(WHAT THE TASK ASKS): The required output is a copy of each line in the material below that includes "CapabilityTable".
RECORDS FOR THE TASK Block Start
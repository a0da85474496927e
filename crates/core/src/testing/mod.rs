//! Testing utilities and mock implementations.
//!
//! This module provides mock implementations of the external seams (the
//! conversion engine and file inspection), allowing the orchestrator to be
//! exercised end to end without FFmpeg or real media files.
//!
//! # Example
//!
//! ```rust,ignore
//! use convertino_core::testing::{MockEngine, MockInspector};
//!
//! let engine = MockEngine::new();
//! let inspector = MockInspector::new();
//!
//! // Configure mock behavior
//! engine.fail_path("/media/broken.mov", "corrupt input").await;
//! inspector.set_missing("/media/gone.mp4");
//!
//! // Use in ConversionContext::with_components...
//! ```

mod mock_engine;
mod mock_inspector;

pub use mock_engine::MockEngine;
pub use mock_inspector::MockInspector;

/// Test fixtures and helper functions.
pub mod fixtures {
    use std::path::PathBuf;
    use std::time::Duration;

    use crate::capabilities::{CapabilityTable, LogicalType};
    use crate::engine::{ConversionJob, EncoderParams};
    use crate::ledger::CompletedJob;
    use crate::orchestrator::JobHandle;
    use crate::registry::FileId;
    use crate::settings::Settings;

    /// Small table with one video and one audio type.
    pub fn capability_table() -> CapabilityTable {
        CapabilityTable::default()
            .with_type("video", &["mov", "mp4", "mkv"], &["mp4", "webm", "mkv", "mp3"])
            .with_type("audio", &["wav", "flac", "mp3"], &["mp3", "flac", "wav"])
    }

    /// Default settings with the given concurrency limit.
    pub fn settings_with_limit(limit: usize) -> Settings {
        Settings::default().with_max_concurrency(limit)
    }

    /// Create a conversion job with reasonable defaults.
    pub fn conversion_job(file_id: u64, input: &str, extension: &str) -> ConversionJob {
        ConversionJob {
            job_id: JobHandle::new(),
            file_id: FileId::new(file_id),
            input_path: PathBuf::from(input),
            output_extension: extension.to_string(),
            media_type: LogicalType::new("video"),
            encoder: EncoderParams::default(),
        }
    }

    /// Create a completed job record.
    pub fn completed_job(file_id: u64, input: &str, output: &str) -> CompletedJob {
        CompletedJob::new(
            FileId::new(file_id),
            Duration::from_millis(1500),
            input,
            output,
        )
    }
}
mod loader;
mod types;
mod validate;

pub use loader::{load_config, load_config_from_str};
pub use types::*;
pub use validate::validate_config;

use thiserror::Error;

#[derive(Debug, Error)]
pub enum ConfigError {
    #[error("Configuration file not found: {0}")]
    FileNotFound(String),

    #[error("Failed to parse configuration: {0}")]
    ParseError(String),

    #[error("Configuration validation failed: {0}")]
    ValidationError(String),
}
RECORDS FOR THE TASK Block End
RECORDS FOR THE TASK Block Start
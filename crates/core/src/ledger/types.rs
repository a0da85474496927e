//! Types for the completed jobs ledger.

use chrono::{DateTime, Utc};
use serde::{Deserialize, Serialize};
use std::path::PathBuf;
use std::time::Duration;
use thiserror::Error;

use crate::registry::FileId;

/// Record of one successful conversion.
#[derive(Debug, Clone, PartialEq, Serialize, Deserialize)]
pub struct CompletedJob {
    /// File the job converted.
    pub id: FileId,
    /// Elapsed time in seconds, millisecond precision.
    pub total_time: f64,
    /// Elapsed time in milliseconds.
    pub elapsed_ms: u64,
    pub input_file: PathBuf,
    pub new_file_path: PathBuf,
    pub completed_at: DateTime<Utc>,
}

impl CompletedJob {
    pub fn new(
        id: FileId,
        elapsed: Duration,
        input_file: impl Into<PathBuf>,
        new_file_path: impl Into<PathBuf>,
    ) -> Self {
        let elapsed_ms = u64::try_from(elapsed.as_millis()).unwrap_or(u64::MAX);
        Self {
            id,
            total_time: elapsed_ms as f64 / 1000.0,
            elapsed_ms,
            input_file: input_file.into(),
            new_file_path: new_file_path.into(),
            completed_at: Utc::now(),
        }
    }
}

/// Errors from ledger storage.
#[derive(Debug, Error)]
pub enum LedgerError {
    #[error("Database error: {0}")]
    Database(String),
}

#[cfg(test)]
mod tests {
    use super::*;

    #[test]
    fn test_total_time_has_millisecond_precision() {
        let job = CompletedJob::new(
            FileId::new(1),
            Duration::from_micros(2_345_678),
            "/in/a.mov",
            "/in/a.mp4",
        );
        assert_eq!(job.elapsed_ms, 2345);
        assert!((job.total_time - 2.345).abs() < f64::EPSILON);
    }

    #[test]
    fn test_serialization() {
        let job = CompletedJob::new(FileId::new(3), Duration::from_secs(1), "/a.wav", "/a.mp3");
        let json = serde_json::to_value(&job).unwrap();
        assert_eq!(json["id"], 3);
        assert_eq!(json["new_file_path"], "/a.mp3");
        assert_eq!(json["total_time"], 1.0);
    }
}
RECORDS FOR THE TASK Block End
(EXERCISE RESPONSE):
    use crate::capabilities::{CapabilityTable, LogicalType};
    pub fn capability_table() -> CapabilityTable {
        CapabilityTable::default()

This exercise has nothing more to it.